The error code it generated is as follows:

//  convolution_overrideable(Tensor input, Tensor weight, Tensor? bias, int[] stride, int[] padding, int[] dilation, bool transposed, int[] output_padding, int groups) -> Tensor
at::Tensor dipu_convolution_overrideable(const at::Tensor& input, const at::Tensor& weight, const c10::optional<at::Tensor>& bias, at::IntArrayRef stride, at::IntArrayRef padding, at::IntArrayRef dilation, bool transposed, at::IntArrayRef output_padding, int64_t groups) {
  c10::OptionalDeviceGuard guard(at::device_of(input));
  dipu::profile::RecordBlockCreator _(__FUNCTION__);
  if (dumpOpArgLevel() > 0) {
    printf("--%-50s %-30s \n", "[convolution_overrideable]:", "diopiConvolution2d");
  }
  int64_t batch_size = input.size(0);
  int64_t height = input.size(2);
  int64_t width = input.size(3);
  int64_t out_channel = weight.size(0);
  auto kernel_size = weight.sizes().slice(2);
  int64_t out_height = (height + 2 * padding[0] - dilation[0] * (kernel_size[0] - 1) - 1) / stride[0] + 1;
  int64_t out_width = (width + 2 * padding[1] - dilation[1] * (kernel_size[1] - 1) - 1) / stride[1] + 1;
  c10::SmallVector<int64_t, 4> output_size = {batch_size, out_channel, out_height, out_width};
  at::Tensor out = nodispatch::empty(output_size, input.options(), at::MemoryFormat::Preserve);

The at::MemoryFormat::Preserve is represent for that tensor remains consistent across different operations or transformations.

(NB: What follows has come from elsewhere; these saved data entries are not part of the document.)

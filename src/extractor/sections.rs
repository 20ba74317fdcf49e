// src/extractor/sections.rs
//! Heading-based section capture and entry mining.
//!
//! A section body is whatever follows a heading keyword (with optional
//! colon) up to the next blank line, the next capitalized heading-like line,
//! or the end of the text. Bodies are then split into entries and each entry
//! mined for its sub-fields. Missing headings or sub-fields degrade to empty
//! values; nothing here fails.

use once_cell::sync::Lazy;
use regex::Regex;

use crate::types::{CertificationEntry, EducationEntry, ExperienceEntry, ProjectEntry};

static SUMMARY_RE: Lazy<Regex> = Lazy::new(|| {
    Regex::new(r"(?is)summary:?\s*(.*?)(?:\n\s*\n|\n(?-i:[A-Z])|\z)").expect("valid regex")
});
static TECHNICAL_SKILLS_RE: Lazy<Regex> = Lazy::new(|| {
    Regex::new(r"(?is)technical\s+skills:?\s*(.*?)(?:\n\s*\n|\n(?-i:[A-Z])|\z)").expect("valid regex")
});
static SOFT_SKILLS_RE: Lazy<Regex> = Lazy::new(|| {
    Regex::new(r"(?is)soft\s+skills:?\s*(.*?)(?:\n\s*\n|\n(?-i:[A-Z])|\z)").expect("valid regex")
});
static EXPERIENCE_RE: Lazy<Regex> = Lazy::new(|| {
    Regex::new(r"(?is)experience:?\s*(.*?)(?:\n\s*\n|\n(?-i:[A-Z])|\z)").expect("valid regex")
});
static EDUCATION_RE: Lazy<Regex> = Lazy::new(|| {
    Regex::new(r"(?is)education:?\s*(.*?)(?:\n\s*\n|\n(?-i:[A-Z])|\z)").expect("valid regex")
});
static PROJECTS_RE: Lazy<Regex> = Lazy::new(|| {
    Regex::new(r"(?is)projects:?\s*(.*?)(?:\n\s*\n|\n(?-i:[A-Z])|\z)").expect("valid regex")
});
static CERTIFICATIONS_RE: Lazy<Regex> = Lazy::new(|| {
    Regex::new(r"(?is)certifications:?\s*(.*?)(?:\n\s*\n|\n(?-i:[A-Z])|\z)").expect("valid regex")
});

// Leading capitalized token run on an entry's first line: role, degree,
// project or certification name.
static LEAD_TITLE_RE: Lazy<Regex> =
    Lazy::new(|| Regex::new(r"^([A-Z][a-zA-Z ]+)").expect("valid regex"));
static ORGANIZATION_RE: Lazy<Regex> =
    Lazy::new(|| Regex::new(r"(?i)at\s+([A-Z][a-zA-Z ]+)").expect("valid regex"));
static ISSUER_RE: Lazy<Regex> =
    Lazy::new(|| Regex::new(r"(?i)from\s+([A-Z][a-zA-Z ]+)").expect("valid regex"));
static DURATION_RE: Lazy<Regex> =
    Lazy::new(|| Regex::new(r"(?i)(\d{4}\s*-\s*(?:present|\d{4}))").expect("valid regex"));
static YEAR_RE: Lazy<Regex> = Lazy::new(|| Regex::new(r"\d{4}").expect("valid regex"));
static DESCRIPTION_RE: Lazy<Regex> =
    Lazy::new(|| Regex::new(r"(?i)description:?\s*([^\n]*)").expect("valid regex"));
static TECHNOLOGIES_RE: Lazy<Regex> =
    Lazy::new(|| Regex::new(r"(?i)technologies:?\s*([^\n]*)").expect("valid regex"));

fn capture_section(re: &Regex, text: &str) -> Option<String> {
    let body = re.captures(text)?.get(1)?.as_str().trim().to_string();
    if body.is_empty() {
        None
    } else {
        Some(body)
    }
}

fn capture_trimmed(re: &Regex, text: &str) -> String {
    re.captures(text)
        .and_then(|c| c.get(1))
        .map(|m| m.as_str().trim().to_string())
        .unwrap_or_default()
}

/// Split a section body into entry blocks. A new block starts at every line
/// led by a capital letter; other lines continue the current block.
pub fn split_entries(body: &str) -> Vec<String> {
    let mut blocks: Vec<String> = Vec::new();
    for line in body.lines() {
        let starts_entry = line.chars().next().map_or(false, |c| c.is_ascii_uppercase());
        match blocks.last_mut() {
            Some(current) if !starts_entry => {
                current.push('\n');
                current.push_str(line);
            }
            _ => blocks.push(line.to_string()),
        }
    }
    blocks.retain(|b| !b.trim().is_empty());
    blocks
}

fn split_listed(body: &str) -> Vec<String> {
    body.split([',', '•'])
        .map(str::trim)
        .filter(|s| !s.is_empty())
        .map(str::to_string)
        .collect()
}

pub fn extract_summary(text: &str) -> String {
    capture_section(&SUMMARY_RE, text).unwrap_or_default()
}

pub fn extract_technical_skills(text: &str) -> Vec<String> {
    capture_section(&TECHNICAL_SKILLS_RE, text)
        .map(|body| split_listed(&body))
        .unwrap_or_default()
}

pub fn extract_soft_skills(text: &str) -> Vec<String> {
    capture_section(&SOFT_SKILLS_RE, text)
        .map(|body| split_listed(&body))
        .unwrap_or_default()
}

fn extract_responsibilities(block: &str) -> Vec<String> {
    block
        .lines()
        .map(str::trim)
        .filter(|line| line.starts_with('•') || line.starts_with('-'))
        .map(|line| {
            line.strip_prefix('•')
                .or_else(|| line.strip_prefix('-'))
                .unwrap_or(line)
                .trim()
                .to_string()
        })
        .collect()
}

pub fn extract_experience(text: &str) -> Vec<ExperienceEntry> {
    let Some(body) = capture_section(&EXPERIENCE_RE, text) else {
        return Vec::new();
    };
    split_entries(&body)
        .iter()
        .map(|block| ExperienceEntry {
            title: capture_trimmed(&LEAD_TITLE_RE, block),
            company: capture_trimmed(&ORGANIZATION_RE, block),
            duration: capture_trimmed(&DURATION_RE, block),
            responsibilities: extract_responsibilities(block),
        })
        .collect()
}

pub fn extract_education(text: &str) -> Vec<EducationEntry> {
    let Some(body) = capture_section(&EDUCATION_RE, text) else {
        return Vec::new();
    };
    split_entries(&body)
        .iter()
        .map(|block| EducationEntry {
            degree: capture_trimmed(&LEAD_TITLE_RE, block),
            university: capture_trimmed(&ORGANIZATION_RE, block),
            year: YEAR_RE
                .find(block)
                .map(|m| m.as_str().to_string())
                .unwrap_or_default(),
        })
        .collect()
}

pub fn extract_projects(text: &str) -> Vec<ProjectEntry> {
    let Some(body) = capture_section(&PROJECTS_RE, text) else {
        return Vec::new();
    };
    split_entries(&body)
        .iter()
        .map(|block| ProjectEntry {
            name: capture_trimmed(&LEAD_TITLE_RE, block),
            description: capture_trimmed(&DESCRIPTION_RE, block),
            technologies: {
                let listed = capture_trimmed(&TECHNOLOGIES_RE, block);
                listed
                    .split(',')
                    .map(str::trim)
                    .filter(|s| !s.is_empty())
                    .map(str::to_string)
                    .collect()
            },
        })
        .collect()
}

pub fn extract_certifications(text: &str) -> Vec<CertificationEntry> {
    let Some(body) = capture_section(&CERTIFICATIONS_RE, text) else {
        return Vec::new();
    };
    split_entries(&body)
        .iter()
        .map(|block| CertificationEntry {
            name: capture_trimmed(&LEAD_TITLE_RE, block),
            issuer: capture_trimmed(&ISSUER_RE, block),
            year: YEAR_RE
                .find(block)
                .map(|m| m.as_str().to_string())
                .unwrap_or_default(),
        })
        .collect()
}

#[cfg(test)]
mod tests {
    use super::*;

    #[test]
    fn test_summary_stops_at_next_heading() {
        let text = "Summary: Backend engineer focused on reliability.\nTechnical Skills: Rust";
        assert_eq!(
            extract_summary(text),
            "Backend engineer focused on reliability."
        );
    }

    #[test]
    fn test_summary_absent_is_empty() {
        assert_eq!(extract_summary("no headings here"), "");
    }

    #[test]
    fn test_skills_split_on_commas_and_bullets() {
        let text = "Technical Skills: Rust, Python • SQL\n\nSoft Skills: communication, teamwork";
        assert_eq!(extract_technical_skills(text), vec!["Rust", "Python", "SQL"]);
        assert_eq!(extract_soft_skills(text), vec!["communication", "teamwork"]);
    }

    #[test]
    fn test_experience_entry_mining() {
        let text = "Experience:\nSoftware Engineer at Google\n2019 - 2021\n• Built data pipelines\n- Led a team of four\n\nEducation: BS";
        let entries = extract_experience(text);
        assert_eq!(entries.len(), 1);
        let entry = &entries[0];
        assert_eq!(entry.title, "Software Engineer at Google");
        assert_eq!(entry.company, "Google");
        assert_eq!(entry.duration, "2019 - 2021");
        assert_eq!(
            entry.responsibilities,
            vec!["Built data pipelines", "Led a team of four"]
        );
    }

    #[test]
    fn test_experience_duration_accepts_present() {
        let text = "Experience:\nEngineer at Acme\n2022 - Present";
        let entries = extract_experience(text);
        assert_eq!(entries[0].duration, "2022 - Present");
    }

    #[test]
    fn test_malformed_experience_entry_keeps_defaults() {
        let text = "Experience:\nfreelance gigs, various";
        let entries = extract_experience(text);
        assert_eq!(entries.len(), 1);
        assert_eq!(entries[0].title, "");
        assert_eq!(entries[0].company, "");
        assert_eq!(entries[0].duration, "");
        assert!(entries[0].responsibilities.is_empty());
    }

    #[test]
    fn test_education_entry_mining() {
        let text = "Education:\nBachelor of Science at MIT\ngraduated 2015";
        let entries = extract_education(text);
        assert_eq!(entries.len(), 1);
        assert_eq!(entries[0].degree, "Bachelor of Science at MIT");
        assert_eq!(entries[0].university, "MIT");
        assert_eq!(entries[0].year, "2015");
    }

    #[test]
    fn test_project_entry_mining() {
        let text =
            "Projects:\nInventory Tracker\ndescription: CLI for warehouse counts\ntechnologies: Rust, SQLite";
        let entries = extract_projects(text);
        assert_eq!(entries.len(), 1);
        assert_eq!(entries[0].name, "Inventory Tracker");
        assert_eq!(entries[0].description, "CLI for warehouse counts");
        assert_eq!(entries[0].technologies, vec!["Rust", "SQLite"]);
    }

    #[test]
    fn test_certification_entry_mining() {
        let text = "Certifications:\nSolutions Architect from Amazon\nearned 2022";
        let entries = extract_certifications(text);
        assert_eq!(entries.len(), 1);
        assert_eq!(entries[0].name, "Solutions Architect from Amazon");
        assert_eq!(entries[0].issuer, "Amazon");
        assert_eq!(entries[0].year, "2022");
    }

    #[test]
    fn test_split_entries_starts_blocks_at_capital_lines() {
        let blocks = split_entries("First role\ndetails here\nSecond role\nmore details");
        assert_eq!(blocks.len(), 2);
        assert_eq!(blocks[0], "First role\ndetails here");
        assert_eq!(blocks[1], "Second role\nmore details");
    }

    #[test]
    fn test_split_entries_keeps_leading_lowercase_block() {
        let blocks = split_entries("intro line\nThen a title");
        assert_eq!(blocks.len(), 2);
        assert_eq!(blocks[0], "intro line");
    }

    #[test]
    fn test_empty_sections_yield_empty_lists() {
        assert!(extract_experience("").is_empty());
        assert!(extract_education("").is_empty());
        assert!(extract_projects("").is_empty());
        assert!(extract_certifications("").is_empty());
    }
}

And it is meaningless in this line, as user has to determine the specific memory layout of the empty tensor that just created

at::Tensor out = nodispatch::empty(output_size, input.options(), at::MemoryFormat::Preserve);

In torch's source code, there is a logic to check this error:

  void empty_tensor_restride(MemoryFormat memory_format) {
    if (has_symbolic_sizes_strides_) {
      empty_tensor_restride_symint(memory_format);
      return;
    }
#ifdef DEBUG
    TORCH_INTERNAL_ASSERT(
        compute_numel() == numel_,
        "If you are seeing this error, that means empty_tensor_restride was "
        "called before setting correct numel");
#endif
    switch (memory_format) {
      case MemoryFormat::Contiguous: {
        // dim_ is a virtual call, don't repeat it
        const auto dim_ = dim();
        sizes_and_strides_.resize(dim_);
        if (dim_ > 0) {
          bool overflowed = false;
          const auto last_idx = dim_ - 1;
          sizes_and_strides_.stride_at_unchecked(last_idx) = 1;
          for (auto i = last_idx - 1; i >= 0; --i) {
            overflowed |= c10::mul_overflows(
                sizes_and_strides_.stride_at_unchecked(i + 1),
                std::max<int64_t>(
                    sizes_and_strides_.size_at_unchecked(i + 1), 1),
                std::addressof(sizes_and_strides_.stride_at_unchecked(i)));
          }
          TORCH_CHECK(!overflowed, "Stride calculation overflowed");
        }
        break;
      }
      case MemoryFormat::ChannelsLast: {
        TORCH_CHECK(
            dim() == 4, "required rank 4 tensor to use channels_last format");
        set_sizes_and_strides(sizes(), get_channels_last_strides_2d(sizes()));
        break;
      }
      case MemoryFormat::ChannelsLast3d: {
        TORCH_CHECK(
            dim() == 5,
            "required rank 5 tensor to use channels_last_3d format");
        set_sizes_and_strides(sizes(), get_channels_last_strides_3d(sizes()));
        break;
      }
      case MemoryFormat::Preserve:
        TORCH_CHECK(false, "unsupported memory format ", memory_format);
        // Cleaning warning messages, no need to break as TORCH_CHECK(false)
        // terminates flow.
        // break;
      case MemoryFormat::NumOptions:
        TORCH_INTERNAL_ASSERT(false, "invalid memory format ", memory_format);
    }
    // recompute contiguous flag, as currently NHWC/NCHW flags are not mutually
    // exclusive see #24090
    refresh_contiguous();
  }

Further debugging revealed that the code generation errors were caused by a combination of issues with the code generation logic and the ascend convert config file.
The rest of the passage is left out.